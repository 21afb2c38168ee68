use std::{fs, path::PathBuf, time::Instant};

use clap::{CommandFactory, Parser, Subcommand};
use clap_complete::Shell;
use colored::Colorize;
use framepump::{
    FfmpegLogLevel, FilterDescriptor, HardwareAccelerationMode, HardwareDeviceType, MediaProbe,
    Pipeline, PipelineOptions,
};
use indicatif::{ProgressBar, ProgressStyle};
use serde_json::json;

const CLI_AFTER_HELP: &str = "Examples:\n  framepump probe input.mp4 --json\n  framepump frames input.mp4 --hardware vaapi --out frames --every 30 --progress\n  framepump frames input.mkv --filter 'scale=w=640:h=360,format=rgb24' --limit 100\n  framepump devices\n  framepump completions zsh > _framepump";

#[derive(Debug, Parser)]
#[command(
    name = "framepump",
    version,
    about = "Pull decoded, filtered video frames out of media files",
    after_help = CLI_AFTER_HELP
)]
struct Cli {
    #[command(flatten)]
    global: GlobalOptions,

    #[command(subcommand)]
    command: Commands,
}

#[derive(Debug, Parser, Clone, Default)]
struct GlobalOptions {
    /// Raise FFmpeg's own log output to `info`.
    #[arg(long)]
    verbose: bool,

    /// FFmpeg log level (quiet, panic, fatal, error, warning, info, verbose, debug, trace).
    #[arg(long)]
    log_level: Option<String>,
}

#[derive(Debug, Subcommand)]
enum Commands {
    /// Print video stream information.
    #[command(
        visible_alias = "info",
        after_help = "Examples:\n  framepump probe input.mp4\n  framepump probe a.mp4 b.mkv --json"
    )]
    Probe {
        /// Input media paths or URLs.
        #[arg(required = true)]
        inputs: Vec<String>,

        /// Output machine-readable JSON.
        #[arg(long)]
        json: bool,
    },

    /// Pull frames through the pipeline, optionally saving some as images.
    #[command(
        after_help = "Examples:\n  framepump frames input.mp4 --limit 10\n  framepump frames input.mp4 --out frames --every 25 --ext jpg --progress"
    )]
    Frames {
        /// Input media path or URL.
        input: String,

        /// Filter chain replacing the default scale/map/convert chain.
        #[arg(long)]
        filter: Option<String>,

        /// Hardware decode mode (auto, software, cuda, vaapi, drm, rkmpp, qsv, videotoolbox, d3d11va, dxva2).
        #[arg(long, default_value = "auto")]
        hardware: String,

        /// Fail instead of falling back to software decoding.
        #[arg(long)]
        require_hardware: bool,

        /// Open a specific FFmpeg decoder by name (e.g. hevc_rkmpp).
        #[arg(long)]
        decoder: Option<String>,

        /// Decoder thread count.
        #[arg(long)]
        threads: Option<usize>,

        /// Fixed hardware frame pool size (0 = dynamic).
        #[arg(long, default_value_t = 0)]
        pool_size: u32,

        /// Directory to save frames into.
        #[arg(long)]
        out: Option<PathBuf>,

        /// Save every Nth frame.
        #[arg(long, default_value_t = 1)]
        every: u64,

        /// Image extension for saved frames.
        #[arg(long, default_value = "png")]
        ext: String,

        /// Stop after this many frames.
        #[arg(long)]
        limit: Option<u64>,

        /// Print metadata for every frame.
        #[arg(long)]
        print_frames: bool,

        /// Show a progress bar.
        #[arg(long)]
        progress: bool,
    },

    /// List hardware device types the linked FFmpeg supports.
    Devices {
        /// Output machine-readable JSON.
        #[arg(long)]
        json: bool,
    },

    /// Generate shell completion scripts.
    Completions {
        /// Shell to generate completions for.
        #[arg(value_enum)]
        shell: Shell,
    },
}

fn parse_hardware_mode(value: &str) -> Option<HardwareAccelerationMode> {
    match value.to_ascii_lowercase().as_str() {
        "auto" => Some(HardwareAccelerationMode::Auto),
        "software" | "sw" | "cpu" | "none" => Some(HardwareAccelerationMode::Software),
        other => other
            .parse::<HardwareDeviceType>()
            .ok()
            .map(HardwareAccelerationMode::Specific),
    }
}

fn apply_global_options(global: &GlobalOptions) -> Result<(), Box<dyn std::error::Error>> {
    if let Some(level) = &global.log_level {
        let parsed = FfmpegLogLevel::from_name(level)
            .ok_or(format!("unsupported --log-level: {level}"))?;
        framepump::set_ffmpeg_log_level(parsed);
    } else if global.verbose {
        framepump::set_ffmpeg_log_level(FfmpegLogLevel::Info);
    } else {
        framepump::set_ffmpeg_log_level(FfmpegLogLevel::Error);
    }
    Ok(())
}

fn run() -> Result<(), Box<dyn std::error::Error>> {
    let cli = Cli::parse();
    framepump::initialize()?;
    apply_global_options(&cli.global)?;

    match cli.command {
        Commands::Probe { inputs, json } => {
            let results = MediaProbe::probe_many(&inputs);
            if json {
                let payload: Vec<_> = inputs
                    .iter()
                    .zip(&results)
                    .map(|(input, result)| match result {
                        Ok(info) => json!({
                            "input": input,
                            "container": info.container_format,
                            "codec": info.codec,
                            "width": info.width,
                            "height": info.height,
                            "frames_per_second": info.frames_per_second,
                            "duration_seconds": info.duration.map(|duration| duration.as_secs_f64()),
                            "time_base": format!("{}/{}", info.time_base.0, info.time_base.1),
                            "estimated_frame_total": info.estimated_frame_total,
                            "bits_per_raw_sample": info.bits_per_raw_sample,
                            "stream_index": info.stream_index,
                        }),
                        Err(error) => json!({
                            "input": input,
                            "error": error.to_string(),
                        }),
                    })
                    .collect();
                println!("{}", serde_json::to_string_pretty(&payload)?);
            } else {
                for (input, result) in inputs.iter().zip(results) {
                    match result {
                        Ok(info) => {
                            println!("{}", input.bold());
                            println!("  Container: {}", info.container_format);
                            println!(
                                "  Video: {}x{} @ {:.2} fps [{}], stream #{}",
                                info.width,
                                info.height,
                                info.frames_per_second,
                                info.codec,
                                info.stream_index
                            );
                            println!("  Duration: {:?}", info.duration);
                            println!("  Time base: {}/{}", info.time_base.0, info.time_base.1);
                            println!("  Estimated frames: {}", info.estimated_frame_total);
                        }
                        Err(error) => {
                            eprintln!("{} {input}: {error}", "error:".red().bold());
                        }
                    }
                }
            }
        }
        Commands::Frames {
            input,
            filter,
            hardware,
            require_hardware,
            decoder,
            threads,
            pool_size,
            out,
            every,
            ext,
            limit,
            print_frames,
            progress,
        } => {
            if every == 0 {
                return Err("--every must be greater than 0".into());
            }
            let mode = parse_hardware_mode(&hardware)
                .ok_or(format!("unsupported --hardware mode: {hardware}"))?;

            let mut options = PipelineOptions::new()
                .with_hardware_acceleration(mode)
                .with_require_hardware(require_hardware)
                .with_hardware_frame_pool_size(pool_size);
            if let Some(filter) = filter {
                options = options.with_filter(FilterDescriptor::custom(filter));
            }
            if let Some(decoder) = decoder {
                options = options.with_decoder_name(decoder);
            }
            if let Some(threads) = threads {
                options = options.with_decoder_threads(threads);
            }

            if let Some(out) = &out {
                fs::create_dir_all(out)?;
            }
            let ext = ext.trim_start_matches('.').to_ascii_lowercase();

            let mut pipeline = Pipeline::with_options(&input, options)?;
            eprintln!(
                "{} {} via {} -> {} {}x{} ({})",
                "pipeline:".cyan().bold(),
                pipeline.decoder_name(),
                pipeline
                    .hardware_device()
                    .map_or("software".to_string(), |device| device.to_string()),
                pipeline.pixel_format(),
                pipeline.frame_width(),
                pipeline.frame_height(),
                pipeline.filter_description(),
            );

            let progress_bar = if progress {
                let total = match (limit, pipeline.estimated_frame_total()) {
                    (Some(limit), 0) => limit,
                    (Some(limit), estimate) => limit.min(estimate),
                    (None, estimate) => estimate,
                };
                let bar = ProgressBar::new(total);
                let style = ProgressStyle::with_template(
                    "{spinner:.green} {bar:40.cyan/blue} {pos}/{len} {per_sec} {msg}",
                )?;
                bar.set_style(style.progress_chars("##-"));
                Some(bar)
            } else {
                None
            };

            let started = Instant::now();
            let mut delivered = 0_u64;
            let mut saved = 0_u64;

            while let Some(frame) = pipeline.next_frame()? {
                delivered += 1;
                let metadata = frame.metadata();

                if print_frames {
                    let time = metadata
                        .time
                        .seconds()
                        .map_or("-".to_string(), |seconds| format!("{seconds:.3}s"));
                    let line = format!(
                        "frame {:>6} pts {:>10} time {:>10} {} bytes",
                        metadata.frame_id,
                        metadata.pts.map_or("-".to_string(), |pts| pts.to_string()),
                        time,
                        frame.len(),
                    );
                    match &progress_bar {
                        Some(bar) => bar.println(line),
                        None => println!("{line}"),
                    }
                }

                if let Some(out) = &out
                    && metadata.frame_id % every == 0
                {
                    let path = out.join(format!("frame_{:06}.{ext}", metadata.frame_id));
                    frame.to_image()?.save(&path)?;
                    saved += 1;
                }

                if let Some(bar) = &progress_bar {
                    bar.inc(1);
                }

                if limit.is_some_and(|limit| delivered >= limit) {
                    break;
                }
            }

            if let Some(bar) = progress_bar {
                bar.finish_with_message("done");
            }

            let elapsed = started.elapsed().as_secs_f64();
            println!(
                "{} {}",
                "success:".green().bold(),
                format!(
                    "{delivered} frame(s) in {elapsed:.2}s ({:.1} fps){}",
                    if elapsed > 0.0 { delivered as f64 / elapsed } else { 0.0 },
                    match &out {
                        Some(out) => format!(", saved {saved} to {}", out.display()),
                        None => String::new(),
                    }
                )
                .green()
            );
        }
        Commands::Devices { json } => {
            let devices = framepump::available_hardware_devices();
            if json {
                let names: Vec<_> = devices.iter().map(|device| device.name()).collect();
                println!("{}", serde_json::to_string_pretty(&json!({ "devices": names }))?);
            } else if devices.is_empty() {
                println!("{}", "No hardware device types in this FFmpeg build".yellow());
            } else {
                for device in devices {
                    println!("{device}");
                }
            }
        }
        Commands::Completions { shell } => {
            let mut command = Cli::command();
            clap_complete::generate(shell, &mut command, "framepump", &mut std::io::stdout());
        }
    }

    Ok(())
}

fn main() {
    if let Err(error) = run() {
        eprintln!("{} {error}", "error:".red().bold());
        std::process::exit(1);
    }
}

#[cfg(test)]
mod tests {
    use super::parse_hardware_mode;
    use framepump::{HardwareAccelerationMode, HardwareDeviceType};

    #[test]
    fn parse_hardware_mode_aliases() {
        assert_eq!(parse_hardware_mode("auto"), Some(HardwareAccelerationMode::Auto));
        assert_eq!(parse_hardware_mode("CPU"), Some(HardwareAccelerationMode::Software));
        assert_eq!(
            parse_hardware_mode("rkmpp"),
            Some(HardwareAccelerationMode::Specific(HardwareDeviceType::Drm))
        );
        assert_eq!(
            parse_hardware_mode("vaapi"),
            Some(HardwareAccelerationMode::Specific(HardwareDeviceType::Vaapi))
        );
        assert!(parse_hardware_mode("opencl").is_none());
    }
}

-*-*-

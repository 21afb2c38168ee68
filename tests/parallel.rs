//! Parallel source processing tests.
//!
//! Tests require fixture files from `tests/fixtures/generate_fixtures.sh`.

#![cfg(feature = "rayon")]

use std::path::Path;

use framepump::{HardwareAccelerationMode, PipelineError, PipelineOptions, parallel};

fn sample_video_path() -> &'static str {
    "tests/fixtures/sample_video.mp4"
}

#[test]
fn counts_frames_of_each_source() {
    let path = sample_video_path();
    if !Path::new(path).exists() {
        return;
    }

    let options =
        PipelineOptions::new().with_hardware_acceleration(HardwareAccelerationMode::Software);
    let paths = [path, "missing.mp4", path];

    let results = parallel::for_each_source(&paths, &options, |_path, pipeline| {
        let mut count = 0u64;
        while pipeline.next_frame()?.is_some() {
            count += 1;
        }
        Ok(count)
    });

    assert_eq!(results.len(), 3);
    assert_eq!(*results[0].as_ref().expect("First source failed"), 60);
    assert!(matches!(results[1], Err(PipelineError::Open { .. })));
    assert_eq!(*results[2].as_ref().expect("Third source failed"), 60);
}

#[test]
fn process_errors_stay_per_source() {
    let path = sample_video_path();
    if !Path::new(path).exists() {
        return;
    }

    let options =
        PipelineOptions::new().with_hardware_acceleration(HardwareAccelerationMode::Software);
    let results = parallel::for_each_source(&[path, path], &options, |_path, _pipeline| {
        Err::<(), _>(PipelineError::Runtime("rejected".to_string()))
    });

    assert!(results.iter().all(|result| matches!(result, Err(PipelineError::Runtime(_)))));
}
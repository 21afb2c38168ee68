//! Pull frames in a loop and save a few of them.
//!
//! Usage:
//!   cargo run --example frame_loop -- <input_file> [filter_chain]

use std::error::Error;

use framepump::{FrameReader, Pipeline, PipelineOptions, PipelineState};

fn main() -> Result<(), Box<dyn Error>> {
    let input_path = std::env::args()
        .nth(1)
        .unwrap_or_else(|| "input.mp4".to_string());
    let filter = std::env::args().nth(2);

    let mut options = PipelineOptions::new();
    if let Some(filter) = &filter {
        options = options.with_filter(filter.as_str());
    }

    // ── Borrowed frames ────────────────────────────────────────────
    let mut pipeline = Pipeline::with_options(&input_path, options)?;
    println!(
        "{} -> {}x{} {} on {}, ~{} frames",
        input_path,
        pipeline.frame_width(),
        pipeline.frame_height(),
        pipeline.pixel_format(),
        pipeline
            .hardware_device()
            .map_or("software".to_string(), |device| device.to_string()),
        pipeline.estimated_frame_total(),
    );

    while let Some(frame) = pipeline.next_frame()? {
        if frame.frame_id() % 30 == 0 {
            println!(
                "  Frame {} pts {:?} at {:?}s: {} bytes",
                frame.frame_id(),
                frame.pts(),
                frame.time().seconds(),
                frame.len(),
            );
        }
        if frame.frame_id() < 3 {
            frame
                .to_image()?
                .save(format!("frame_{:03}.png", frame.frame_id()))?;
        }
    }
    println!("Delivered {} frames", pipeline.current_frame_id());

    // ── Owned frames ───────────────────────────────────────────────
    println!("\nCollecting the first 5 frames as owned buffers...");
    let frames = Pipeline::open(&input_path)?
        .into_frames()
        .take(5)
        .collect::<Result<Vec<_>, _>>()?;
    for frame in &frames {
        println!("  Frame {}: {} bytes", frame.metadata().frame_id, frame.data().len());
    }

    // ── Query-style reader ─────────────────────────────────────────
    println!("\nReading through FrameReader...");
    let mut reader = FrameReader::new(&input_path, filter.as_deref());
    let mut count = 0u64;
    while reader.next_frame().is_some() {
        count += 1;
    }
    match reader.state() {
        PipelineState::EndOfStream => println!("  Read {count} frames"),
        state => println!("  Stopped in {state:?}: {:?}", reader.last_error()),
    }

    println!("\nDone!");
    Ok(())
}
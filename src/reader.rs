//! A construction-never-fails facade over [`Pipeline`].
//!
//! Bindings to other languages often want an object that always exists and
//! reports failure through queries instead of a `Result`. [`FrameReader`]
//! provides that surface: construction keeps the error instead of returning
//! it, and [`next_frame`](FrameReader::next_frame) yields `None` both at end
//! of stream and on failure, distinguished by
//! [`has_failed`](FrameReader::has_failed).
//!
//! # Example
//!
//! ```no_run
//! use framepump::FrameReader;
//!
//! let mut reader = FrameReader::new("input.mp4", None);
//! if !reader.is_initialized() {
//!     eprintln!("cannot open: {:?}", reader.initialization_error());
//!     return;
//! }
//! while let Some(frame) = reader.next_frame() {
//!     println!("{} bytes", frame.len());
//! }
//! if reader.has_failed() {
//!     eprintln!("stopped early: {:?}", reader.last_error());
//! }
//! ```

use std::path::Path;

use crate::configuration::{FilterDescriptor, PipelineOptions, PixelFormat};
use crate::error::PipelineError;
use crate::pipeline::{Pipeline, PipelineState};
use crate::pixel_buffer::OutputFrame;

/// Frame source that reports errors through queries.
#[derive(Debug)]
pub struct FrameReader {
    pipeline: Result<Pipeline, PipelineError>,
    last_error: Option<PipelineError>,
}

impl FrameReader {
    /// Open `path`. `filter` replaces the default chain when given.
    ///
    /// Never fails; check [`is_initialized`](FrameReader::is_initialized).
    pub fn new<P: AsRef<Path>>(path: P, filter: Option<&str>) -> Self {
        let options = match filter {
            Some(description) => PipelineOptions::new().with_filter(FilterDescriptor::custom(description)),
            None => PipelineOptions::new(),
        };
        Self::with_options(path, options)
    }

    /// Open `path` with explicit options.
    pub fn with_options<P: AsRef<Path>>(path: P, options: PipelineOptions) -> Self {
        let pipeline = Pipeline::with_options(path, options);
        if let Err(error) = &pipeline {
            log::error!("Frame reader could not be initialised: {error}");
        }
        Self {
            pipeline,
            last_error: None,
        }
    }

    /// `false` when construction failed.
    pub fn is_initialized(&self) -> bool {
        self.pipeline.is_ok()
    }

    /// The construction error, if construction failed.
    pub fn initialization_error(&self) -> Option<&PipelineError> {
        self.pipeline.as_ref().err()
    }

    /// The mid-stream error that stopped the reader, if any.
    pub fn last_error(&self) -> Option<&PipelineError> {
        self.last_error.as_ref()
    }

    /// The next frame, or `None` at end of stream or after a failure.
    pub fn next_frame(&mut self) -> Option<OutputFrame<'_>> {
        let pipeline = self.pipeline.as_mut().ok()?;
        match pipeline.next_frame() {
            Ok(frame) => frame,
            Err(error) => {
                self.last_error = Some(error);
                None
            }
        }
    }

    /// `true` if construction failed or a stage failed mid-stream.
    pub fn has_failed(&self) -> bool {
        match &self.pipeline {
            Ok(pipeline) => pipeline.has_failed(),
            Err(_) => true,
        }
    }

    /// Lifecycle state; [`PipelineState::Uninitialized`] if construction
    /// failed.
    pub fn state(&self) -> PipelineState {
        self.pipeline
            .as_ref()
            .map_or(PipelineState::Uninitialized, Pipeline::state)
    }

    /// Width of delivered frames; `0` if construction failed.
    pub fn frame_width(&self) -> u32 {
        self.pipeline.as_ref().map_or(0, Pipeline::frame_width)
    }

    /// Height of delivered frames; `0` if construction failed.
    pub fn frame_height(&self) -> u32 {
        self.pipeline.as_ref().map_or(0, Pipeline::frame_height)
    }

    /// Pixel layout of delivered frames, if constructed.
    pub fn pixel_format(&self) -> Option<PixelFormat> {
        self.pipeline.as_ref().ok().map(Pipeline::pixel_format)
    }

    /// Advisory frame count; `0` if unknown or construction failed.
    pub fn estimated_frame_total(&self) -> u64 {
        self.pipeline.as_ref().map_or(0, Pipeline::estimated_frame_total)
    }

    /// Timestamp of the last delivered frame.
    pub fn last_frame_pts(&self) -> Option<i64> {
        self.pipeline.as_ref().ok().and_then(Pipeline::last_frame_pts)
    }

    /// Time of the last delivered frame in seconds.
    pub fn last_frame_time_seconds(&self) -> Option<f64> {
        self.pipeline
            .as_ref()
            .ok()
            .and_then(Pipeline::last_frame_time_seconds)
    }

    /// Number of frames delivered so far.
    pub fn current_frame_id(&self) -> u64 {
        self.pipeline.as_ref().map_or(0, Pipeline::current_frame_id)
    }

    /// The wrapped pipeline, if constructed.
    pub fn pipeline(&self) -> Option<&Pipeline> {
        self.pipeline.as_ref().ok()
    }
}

-*-*-

TASK DESCRIPTION: Only the number is wanted: how many lines in the entries above contain the word "Commands"?

EXERCISE ANSWER: 6